Second, this God who is beyond our understanding visited our planet in the person of Jesus of Nazareth. As Christians, we do not believe that God set the world in motion and then sailed off to a holiday destination without a forwarding address. Oh no! We believe God came to us in the life of a humble carpenter and that he is still active in the world, renewing it by the power of his Spirit. Please note that I did not say God came in the guise of a humble carpenter. I said he came in the life of a carpenter. Jesus was not God masquerading as a man. No, no, God emptied himself and became fully human when Christ was born in a manger at Bethlehem. He was a real man and yet God was in him reconciling the world unto himself and taking on him the sins of the world and the punishment we deserved. It is beyond our comprehension that the God of billions of galaxies would humble himself to become one of us and to take upon himself our weakness and our shame. He defies all human logic. That is what the doctrine of the Trinity is saying to us.

And finally, this mighty God is available to everyone here and now. That is right: the third person of the Trinity, the Holy Spirit of God, is at work in here with us this morning! She is present and available; she is our Comforter, our Sustainer and she is our Friend. In the early 80s, Israel`s Prime Minister Menachem Begin visited James Callaghan, the then British Prime Minster and noticed three telephones with distinct colours on Callaghan`s desk. Tell me, what are those for? Callaghan said: the red one is to the White House, the blue one to the Kremlin and the gold one is a direct line to God, he joked. How much does it cost to call God? Begin asked. Ten thousand pounds a call, Callaghan replied, but it is worth every penny! A year later when Callaghan was visiting Begin in Israel, he asked the same question. What are your three phones for? Begin replied: One’s a hot line to Egypt, another is a hot line to Parliament, and the third is a hotline to God. How much does it cost to call God from here?  Callaghan asked.  Begin smiled and said: nothing, nothing at all: all local calls are free! Friends, you do not need a long-distance call to connect with God; God is here and everywhere: in the East Coast and yes, even the West Coast!

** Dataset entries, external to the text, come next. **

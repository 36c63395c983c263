//! Configuration validation.
//!
//! # Responsibilities
//! - Semantic validation (serde handles syntactic)
//! - Validate value ranges (TTL > 0, capacity > 0, timeouts > 0)
//! - Check that every configured path is absolute
//! - Check the upstream URL is usable for forwarding
//!
//! # Design Decisions
//! - Returns all validation errors, not just first
//! - Validation is pure function: GateConfig → Result<(), Vec<ValidationError>>
//! - Runs before config is accepted into the system

use crate::config::schema::{GateConfig, ADMIN_KEY_PLACEHOLDER};

/// A single semantic problem in a configuration.
#[derive(Debug, Clone, PartialEq, Eq, thiserror::Error)]
#[error("{field}: {message}")]
pub struct ValidationError {
    pub field: String,
    pub message: String,
}

impl ValidationError {
    fn new(field: impl Into<String>, message: impl Into<String>) -> Self {
        Self {
            field: field.into(),
            message: message.into(),
        }
    }
}

/// Validate a parsed configuration, collecting every problem found.
pub fn validate_config(config: &GateConfig) -> Result<(), Vec<ValidationError>> {
    let mut errors = Vec::new();

    if config.listener.bind_address.parse::<std::net::SocketAddr>().is_err() {
        errors.push(ValidationError::new(
            "listener.bind_address",
            "must be a socket address",
        ));
    }

    match url::Url::parse(&config.upstream.url) {
        Ok(url) => {
            if url.scheme() != "http" {
                errors.push(ValidationError::new("upstream.url", "scheme must be http"));
            }
            if url.host_str().is_none() {
                errors.push(ValidationError::new("upstream.url", "must include a host"));
            }
        }
        Err(e) => errors.push(ValidationError::new("upstream.url", e.to_string())),
    }

    if config.session.cookie_name.trim().is_empty() {
        errors.push(ValidationError::new("session.cookie_name", "must not be empty"));
    }
    if config.session.secret_env.trim().is_empty() {
        errors.push(ValidationError::new("session.secret_env", "must not be empty"));
    }
    for (field, name) in [
        ("session.subject_header", &config.session.subject_header),
        ("session.role_header", &config.session.role_header),
    ] {
        if axum::http::HeaderName::from_bytes(name.as_bytes()).is_err() {
            errors.push(ValidationError::new(field, "must be a valid header name"));
        }
    }

    check_absolute(&mut errors, "paths.sign_in", &config.paths.sign_in);
    check_absolute(&mut errors, "paths.api_prefix", &config.paths.api_prefix);
    for path in &config.paths.public {
        check_absolute(&mut errors, "paths.public", path);
    }
    for prefix in &config.paths.static_prefixes {
        check_absolute(&mut errors, "paths.static_prefixes", prefix);
    }
    if config.paths.api_prefix == "/" {
        errors.push(ValidationError::new("paths.api_prefix", "must not be the root path"));
    }
    if !config.paths.public.iter().any(|p| p == &config.paths.sign_in) {
        errors.push(ValidationError::new(
            "paths.public",
            "must contain the sign-in path",
        ));
    }

    if config.cache.ttl_ms == 0 {
        errors.push(ValidationError::new("cache.ttl_ms", "must be greater than zero"));
    }
    if config.cache.capacity == 0 {
        errors.push(ValidationError::new("cache.capacity", "must be greater than zero"));
    }
    if config.timeouts.request_secs == 0 {
        errors.push(ValidationError::new("timeouts.request_secs", "must be greater than zero"));
    }

    if config.admin.enabled {
        if config.admin.api_key.is_empty() || config.admin.api_key == ADMIN_KEY_PLACEHOLDER {
            errors.push(ValidationError::new(
                "admin.api_key",
                "must be set when the admin API is enabled",
            ));
        }
        if config.admin.bind_address.parse::<std::net::SocketAddr>().is_err() {
            errors.push(ValidationError::new("admin.bind_address", "must be a socket address"));
        }
    }

    if errors.is_empty() {
        Ok(())
    } else {
        Err(errors)
    }
}

fn check_absolute(errors: &mut Vec<ValidationError>, field: &str, path: &str) {
    if !path.starts_with('/') {
        errors.push(ValidationError::new(field, format!("'{}' must start with '/'", path)));
    }
}
//! OS signal handling.

/// Resolves on Ctrl-C or, on Unix, SIGTERM.
///
/// A handler that cannot be installed never fires; the other one still does.
pub async fn shutdown_signal() {
    let ctrl_c = async {
        if let Err(e) = tokio::signal::ctrl_c().await {
            tracing::error!(error = %e, "Failed to listen for Ctrl-C");
            std::future::pending::<()>().await;
        }
    };

    #[cfg(unix)]
    let terminate = async {
        use tokio::signal::unix::{signal, SignalKind};
        match signal(SignalKind::terminate()) {
            Ok(mut sigterm) => {
                sigterm.recv().await;
            }
            Err(e) => {
                tracing::error!(error = %e, "Failed to listen for SIGTERM");
                std::future::pending::<()>().await;
            }
        }
    };

    #[cfg(not(unix))]
    let terminate = std::future::pending::<()>();

    tokio::select! {
        _ = ctrl_c => tracing::info!("Received Ctrl-C"),
        _ = terminate => tracing::info!("Received SIGTERM"),
    }
}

The confusing doctrine of the Trinity says that the same God of a billion galaxies, who emptied himself and walked the dusty roads of Galilee, is a local call away. He is here, and he is available. If we have a need, he is our Provider; if we are heartbroken, he is our comforter, and if we have wandered far away from the path of righteousness, he is our Saviour. Everything we ever need: we find in him. God in three persons; Father, Son and whole East Coast – blessed Trinity!